Data excerpts
#![allow(dead_code)]

use std::rc::Rc;

use chart_minimap::api::{
    ColumnId, ContentContext, DrawerBorders, DrawerId, MinimapColumn, MinimapConfig,
    MinimapContent, MinimapHost, RangeSelector, SeriesDrawer,
};
use chart_minimap::core::{Animation, DataPoint, ManualClock};
use chart_minimap::error::MinimapResult;
use chart_minimap::render::{Color, DrawingSurface, RecordingSurface, RectPrimitive};

pub const SURFACE_WIDTH: f64 = 300.0;
pub const SURFACE_HEIGHT: f64 = 200.0;
pub const MINIMAP_HEIGHT: f64 = 44.0;
/// Any y inside the strip for a 200px surface (strip spans 156..200).
pub const STRIP_Y: f64 = 170.0;

#[derive(Debug, Clone)]
pub struct FakeColumn {
    pub color: Color,
    pub points: Vec<DataPoint>,
    pub opacity: Animation,
    pub current_range: Option<(f64, f64)>,
    pub current_x: Option<f64>,
}

impl FakeColumn {
    pub fn new(points: Vec<DataPoint>) -> Self {
        Self {
            color: Color::rgb(0.2, 0.4, 0.8),
            points,
            opacity: Animation::fixed(1.0),
            current_range: None,
            current_x: None,
        }
    }
}

impl MinimapColumn for FakeColumn {
    fn opacity(&self) -> Animation {
        self.opacity
    }

    fn color(&self) -> Color {
        self.color
    }

    fn points(&self) -> &[DataPoint] {
        &self.points
    }

    fn set_current_range(&mut self, from: f64, to: f64) {
        self.current_range = Some((from, to));
    }

    fn set_current_x(&mut self, x: Option<f64>) {
        self.current_x = x;
    }
}

#[derive(Debug, Clone)]
pub struct FakeDrawer {
    pub borders: DrawerBorders,
    pub recalc_calls: Vec<f64>,
    pub removed: Vec<ColumnId>,
}

impl FakeDrawer {
    pub fn new(borders: DrawerBorders) -> Self {
        Self {
            borders,
            recalc_calls: Vec::new(),
            removed: Vec::new(),
        }
    }
}

impl SeriesDrawer for FakeDrawer {
    fn borders(&self) -> DrawerBorders {
        self.borders
    }

    fn recalc_borders(&mut self, duration_ms: f64) {
        self.recalc_calls.push(duration_ms);
    }

    fn remove_column(&mut self, id: ColumnId) {
        self.removed.push(id);
    }
}

#[derive(Debug, Default)]
pub struct FakeHost {
    pub columns: Vec<(ColumnId, FakeColumn)>,
    pub drawers: Vec<(DrawerId, FakeDrawer)>,
    pub range_texts: Vec<String>,
    pub redraw_requests: usize,
    pub display_recalcs: Vec<f64>,
}

impl FakeHost {
    pub fn with_column(mut self, id: u32, column: FakeColumn) -> Self {
        self.columns.push((ColumnId::new(id), column));
        self
    }

    pub fn with_drawer(mut self, id: u32, drawer: FakeDrawer) -> Self {
        self.drawers.push((DrawerId::new(id), drawer));
        self
    }

    pub fn column_state(&self, id: u32) -> &FakeColumn {
        &self
            .columns
            .iter()
            .find(|(column_id, _)| column_id.raw() == id)
            .expect("column registered in fake host")
            .1
    }

    pub fn column_state_mut(&mut self, id: u32) -> &mut FakeColumn {
        &mut self
            .columns
            .iter_mut()
            .find(|(column_id, _)| column_id.raw() == id)
            .expect("column registered in fake host")
            .1
    }

    pub fn drawer_state(&self, id: u32) -> &FakeDrawer {
        &self
            .drawers
            .iter()
            .find(|(drawer_id, _)| drawer_id.raw() == id)
            .expect("drawer registered in fake host")
            .1
    }
}

impl MinimapHost for FakeHost {
    fn column(&self, id: ColumnId) -> Option<&dyn MinimapColumn> {
        self.columns
            .iter()
            .find(|(column_id, _)| *column_id == id)
            .map(|(_, column)| column as &dyn MinimapColumn)
    }

    fn column_mut(&mut self, id: ColumnId) -> Option<&mut dyn MinimapColumn> {
        self.columns
            .iter_mut()
            .find(|(column_id, _)| *column_id == id)
            .map(|(_, column)| column as &mut dyn MinimapColumn)
    }

    fn drawer(&self, id: DrawerId) -> Option<&dyn SeriesDrawer> {
        self.drawers
            .iter()
            .find(|(drawer_id, _)| *drawer_id == id)
            .map(|(_, drawer)| drawer as &dyn SeriesDrawer)
    }

    fn drawer_mut(&mut self, id: DrawerId) -> Option<&mut dyn SeriesDrawer> {
        self.drawers
            .iter_mut()
            .find(|(drawer_id, _)| *drawer_id == id)
            .map(|(_, drawer)| drawer as &mut dyn SeriesDrawer)
    }

    fn set_range_text(&mut self, text: String) {
        self.range_texts.push(text);
    }

    fn date_string(&self, value: f64) -> String {
        format!("{value:.1}")
    }

    fn request_redraw(&mut self) {
        self.redraw_requests += 1;
    }

    fn recalc_display_borders(&mut self, duration_ms: f64) {
        self.display_recalcs.push(duration_ms);
    }
}

/// Content renderer that counts cache regenerations.
#[derive(Debug, Default)]
pub struct CountingContent {
    pub renders: usize,
    pub removed: Vec<ColumnId>,
}

impl<S: DrawingSurface> MinimapContent<S> for CountingContent {
    fn render_content(&mut self, cache: &mut S, _ctx: &ContentContext<'_>) -> MinimapResult<()> {
        self.renders += 1;
        cache.fill_rect(RectPrimitive::new(
            0.0,
            0.0,
            cache.width(),
            cache.height(),
            Color::rgb(0.5, 0.5, 0.5),
        ))
    }

    fn remove_column(&mut self, id: ColumnId) {
        self.removed.push(id);
    }
}

pub type TestSelector = RangeSelector<RecordingSurface, CountingContent>;

pub fn surface() -> RecordingSurface {
    RecordingSurface::new(SURFACE_WIDTH, SURFACE_HEIGHT).expect("recording surface")
}

pub fn build_selector() -> (TestSelector, RecordingSurface, Rc<ManualClock>) {
    let surface = surface();
    let clock = Rc::new(ManualClock::new(0.0));
    let selector = RangeSelector::new(
        MinimapConfig::default().with_height(MINIMAP_HEIGHT),
        &surface,
        CountingContent::default(),
        clock.clone(),
    )
    .expect("selector init");
    (selector, surface, clock)
}

/// Host with two flat columns and one drawer spanning x in `[1000, 2000]`.
pub fn populated_host() -> FakeHost {
    let points = vec![
        DataPoint::new(1_000.0, 10.0),
        DataPoint::new(1_500.0, 60.0),
        DataPoint::new(2_000.0, 30.0),
    ];
    FakeHost::default()
        .with_column(1, FakeColumn::new(points.clone()))
        .with_column(2, FakeColumn::new(points))
        .with_drawer(
            1,
            FakeDrawer::new(DrawerBorders::fixed(1_000.0, 2_000.0, 0.0, 100.0)),
        )
}

pub fn register_all(selector: &mut TestSelector, host: &FakeHost) {
    for (id, _) in &host.columns {
        selector.add_column(*id);
    }
    for (id, _) in &host.drawers {
        selector.add_drawer(*id);
    }
}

_EXERCISE DESCRIPTION_: List each line of the records that holds the string "fixed".

_RESULT FOR THIS EXERCISE_:
            opacity: Animation::fixed(1.0),
            FakeDrawer::new(DrawerBorders::fixed(1_000.0, 2_000.0, 0.0, 100.0)),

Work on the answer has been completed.